ABOUT THIS EXERCISE ::
Each entry below has to be written out again exactly.

========

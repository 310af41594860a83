use crate::error::{TodoError, TransportError};
use serde::{Deserialize, Serialize};

const CONNECTION_ERROR: &str =
    "Unable to connect to the server. Please check your internet connection.";
const UNEXPECTED_ERROR: &str = "An unexpected error occurred";

/// Anything that can go wrong, as seen by the classifier
#[derive(Debug, Clone, Copy)]
pub enum Failure<'a> {
    /// Structured failure from the remote todo service
    Transport(&'a TransportError),
    /// Any other error value
    Error(&'a (dyn std::error::Error + 'a)),
    /// A bare message
    Message(&'a str),
    /// Nothing usable
    Unknown,
}

impl<'a> From<&'a TransportError> for Failure<'a> {
    fn from(error: &'a TransportError) -> Self {
        Self::Transport(error)
    }
}

impl<'a> From<&'a TodoError> for Failure<'a> {
    fn from(error: &'a TodoError) -> Self {
        match error {
            TodoError::Transport(transport) => Self::Transport(transport),
            other => Self::Error(other),
        }
    }
}

impl<'a> From<&'a str> for Failure<'a> {
    fn from(message: &'a str) -> Self {
        Self::Message(message)
    }
}

/// Message and title shown to the user for a failure
#[derive(Debug, Clone, PartialEq, Eq, Serialize, Deserialize)]
pub struct ErrorNotice {
    pub message: String,
    pub title: String,
}

impl ErrorNotice {
    fn new(message: impl Into<String>, title: impl Into<String>) -> Self {
        Self {
            message: message.into(),
            title: title.into(),
        }
    }
}

fn classify_transport(error: &TransportError) -> ErrorNotice {
    let message = error.best_message();
    match error.status {
        Some(400) => ErrorNotice::new(format!("Invalid request: {message}"), "Error 400"),
        Some(401) => ErrorNotice::new(
            "You must be logged in to perform this action",
            "Unauthorized",
        ),
        Some(403) => ErrorNotice::new(
            "You don't have the necessary permissions",
            "Access Denied",
        ),
        Some(404) => ErrorNotice::new(
            "The requested resource was not found",
            "Resource Not Found",
        ),
        Some(500 | 502 | 503) => ErrorNotice::new(
            "The server encountered an error. Please try again later.",
            "Server Error",
        ),
        Some(status) if !error.is_network_failure() => {
            ErrorNotice::new(message, format!("Error {status}"))
        }
        _ => ErrorNotice::new(CONNECTION_ERROR, "Connection Error"),
    }
}

/// Map a failure to the message/title pair shown to the user
///
/// Always produces exactly one notice.
#[must_use]
pub fn classify_failure(failure: Failure<'_>) -> ErrorNotice {
    match failure {
        Failure::Transport(error) => classify_transport(error),
        Failure::Error(error) => {
            let message = error.to_string();
            if message.is_empty() {
                ErrorNotice::new(UNEXPECTED_ERROR, "Error")
            } else {
                ErrorNotice::new(message, "Error")
            }
        }
        Failure::Message(message) => ErrorNotice::new(message, "Error"),
        Failure::Unknown => ErrorNotice::new(UNEXPECTED_ERROR, "Error"),
    }
}

#[cfg(test)]
mod tests {
    use super::*;

    fn transport(status: u16) -> ErrorNotice {
        classify_failure(Failure::Transport(&TransportError::http(status, None)))
    }

    #[test]
    fn test_bad_request_uses_server_message() {
        let error = TransportError::http(400, Some("Title is required".to_string()));
        let notice = classify_failure((&error).into());
        assert_eq!(notice.message, "Invalid request: Title is required");
        assert_eq!(notice.title, "Error 400");
    }

    #[test]
    fn test_bad_request_without_server_message() {
        let notice = transport(400);
        assert_eq!(
            notice.message,
            "Invalid request: Request failed with status code 400"
        );
    }

    #[test]
    fn test_status_table() {
        assert_eq!(transport(401).title, "Unauthorized");
        assert_eq!(transport(403).title, "Access Denied");
        assert_eq!(transport(404).title, "Resource Not Found");
        assert_eq!(
            transport(404).message,
            "The requested resource was not found"
        );
        for status in [500, 502, 503] {
            assert_eq!(transport(status).title, "Server Error");
        }
    }

    #[test]
    fn test_network_failure() {
        let error = TransportError::network("error sending request: connection refused");
        let notice = classify_failure(Failure::Transport(&error));
        assert_eq!(notice.title, "Connection Error");
        assert_eq!(notice.message, CONNECTION_ERROR);
    }

    #[test]
    fn test_network_marker_on_other_status() {
        let mut error = TransportError::http(418, Some("Network Error".to_string()));
        error.network = false;
        let notice = classify_failure(Failure::Transport(&error));
        assert_eq!(notice.title, "Connection Error");
    }

    #[test]
    fn test_other_status_keeps_message() {
        let error = TransportError::http(409, Some("Conflict on title".to_string()));
        let notice = classify_failure(Failure::Transport(&error));
        assert_eq!(notice.message, "Conflict on title");
        assert_eq!(notice.title, "Error 409");
    }

    #[test]
    fn test_todo_error_conversion() {
        let error = TodoError::from(TransportError::http(404, None));
        assert_eq!(classify_failure((&error).into()).title, "Resource Not Found");

        let error = TodoError::missing_id("delete");
        let notice = classify_failure((&error).into());
        assert_eq!(notice.message, "Cannot delete a todo without an ID");
        assert_eq!(notice.title, "Error");
    }

    #[test]
    fn test_generic_error() {
        let error = std::io::Error::other("disk on fire");
        let notice = classify_failure(Failure::Error(&error));
        assert_eq!(notice.message, "disk on fire");
        assert_eq!(notice.title, "Error");
    }

    #[test]
    fn test_plain_string() {
        let notice = classify_failure("boom".into());
        assert_eq!(notice.message, "boom");
        assert_eq!(notice.title, "Error");
    }

    #[test]
    fn test_unknown() {
        let notice = classify_failure(Failure::Unknown);
        assert_eq!(notice.message, "An unexpected error occurred");
        assert_eq!(notice.title, "Error");
    }
}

========

SOLUTION TO THIS PROBLEM ::
repository 310af41594860a83
use crate::error::{TodoError, TransportError};
use serde::{Deserialize, Serialize};

const CONNECTION_ERROR: &str =
    "Unable to connect to the server. Please check your internet connection.";
const UNEXPECTED_ERROR: &str = "An unexpected error occurred";

/// Anything that can go wrong, as seen by the classifier
#[derive(Debug, Clone, Copy)]
pub enum Failure<'a> {
    /// Structured failure from the remote todo service
    Transport(&'a TransportError),
    /// Any other error value
    Error(&'a (dyn std::error::Error + 'a)),
    /// A bare message
    Message(&'a str),
    /// Nothing usable
    Unknown,
}

impl<'a> From<&'a TransportError> for Failure<'a> {
    fn from(error: &'a TransportError) -> Self {
        Self::Transport(error)
    }
}

impl<'a> From<&'a TodoError> for Failure<'a> {
    fn from(error: &'a TodoError) -> Self {
        match error {
            TodoError::Transport(transport) => Self::Transport(transport),
            other => Self::Error(other),
        }
    }
}

impl<'a> From<&'a str> for Failure<'a> {
    fn from(message: &'a str) -> Self {
        Self::Message(message)
    }
}

/// Message and title shown to the user for a failure
#[derive(Debug, Clone, PartialEq, Eq, Serialize, Deserialize)]
pub struct ErrorNotice {
    pub message: String,
    pub title: String,
}

impl ErrorNotice {
    fn new(message: impl Into<String>, title: impl Into<String>) -> Self {
        Self {
            message: message.into(),
            title: title.into(),
        }
    }
}

fn classify_transport(error: &TransportError) -> ErrorNotice {
    let message = error.best_message();
    match error.status {
        Some(400) => ErrorNotice::new(format!("Invalid request: {message}"), "Error 400"),
        Some(401) => ErrorNotice::new(
            "You must be logged in to perform this action",
            "Unauthorized",
        ),
        Some(403) => ErrorNotice::new(
            "You don't have the necessary permissions",
            "Access Denied",
        ),
        Some(404) => ErrorNotice::new(
            "The requested resource was not found",
            "Resource Not Found",
        ),
        Some(500 | 502 | 503) => ErrorNotice::new(
            "The server encountered an error. Please try again later.",
            "Server Error",
        ),
        Some(status) if !error.is_network_failure() => {
            ErrorNotice::new(message, format!("Error {status}"))
        }
        _ => ErrorNotice::new(CONNECTION_ERROR, "Connection Error"),
    }
}

/// Map a failure to the message/title pair shown to the user
///
/// Always produces exactly one notice.
#[must_use]
pub fn classify_failure(failure: Failure<'_>) -> ErrorNotice {
    match failure {
        Failure::Transport(error) => classify_transport(error),
        Failure::Error(error) => {
            let message = error.to_string();
            if message.is_empty() {
                ErrorNotice::new(UNEXPECTED_ERROR, "Error")
            } else {
                ErrorNotice::new(message, "Error")
            }
        }
        Failure::Message(message) => ErrorNotice::new(message, "Error"),
        Failure::Unknown => ErrorNotice::new(UNEXPECTED_ERROR, "Error"),
    }
}

#[cfg(test)]
mod tests {
    use super::*;

    fn transport(status: u16) -> ErrorNotice {
        classify_failure(Failure::Transport(&TransportError::http(status, None)))
    }

    #[test]
    fn test_bad_request_uses_server_message() {
        let error = TransportError::http(400, Some("Title is required".to_string()));
        let notice = classify_failure((&error).into());
        assert_eq!(notice.message, "Invalid request: Title is required");
        assert_eq!(notice.title, "Error 400");
    }

    #[test]
    fn test_bad_request_without_server_message() {
        let notice = transport(400);
        assert_eq!(
            notice.message,
            "Invalid request: Request failed with status code 400"
        );
    }

    #[test]
    fn test_status_table() {
        assert_eq!(transport(401).title, "Unauthorized");
        assert_eq!(transport(403).title, "Access Denied");
        assert_eq!(transport(404).title, "Resource Not Found");
        assert_eq!(
            transport(404).message,
            "The requested resource was not found"
        );
        for status in [500, 502, 503] {
            assert_eq!(transport(status).title, "Server Error");
        }
    }

    #[test]
    fn test_network_failure() {
        let error = TransportError::network("error sending request: connection refused");
        let notice = classify_failure(Failure::Transport(&error));
        assert_eq!(notice.title, "Connection Error");
        assert_eq!(notice.message, CONNECTION_ERROR);
    }

    #[test]
    fn test_network_marker_on_other_status() {
        let mut error = TransportError::http(418, Some("Network Error".to_string()));
        error.network = false;
        let notice = classify_failure(Failure::Transport(&error));
        assert_eq!(notice.title, "Connection Error");
    }

    #[test]
    fn test_other_status_keeps_message() {
        let error = TransportError::http(409, Some("Conflict on title".to_string()));
        let notice = classify_failure(Failure::Transport(&error));
        assert_eq!(notice.message, "Conflict on title");
        assert_eq!(notice.title, "Error 409");
    }

    #[test]
    fn test_todo_error_conversion() {
        let error = TodoError::from(TransportError::http(404, None));
        assert_eq!(classify_failure((&error).into()).title, "Resource Not Found");

        let error = TodoError::missing_id("delete");
        let notice = classify_failure((&error).into());
        assert_eq!(notice.message, "Cannot delete a todo without an ID");
        assert_eq!(notice.title, "Error");
    }

    #[test]
    fn test_generic_error() {
        let error = std::io::Error::other("disk on fire");
        let notice = classify_failure(Failure::Error(&error));
        assert_eq!(notice.message, "disk on fire");
        assert_eq!(notice.title, "Error");
    }

    #[test]
    fn test_plain_string() {
        let notice = classify_failure("boom".into());
        assert_eq!(notice.message, "boom");
        assert_eq!(notice.title, "Error");
    }

    #[test]
    fn test_unknown() {
        let notice = classify_failure(Failure::Unknown);
        assert_eq!(notice.message, "An unexpected error occurred");
        assert_eq!(notice.title, "Error");
    }
}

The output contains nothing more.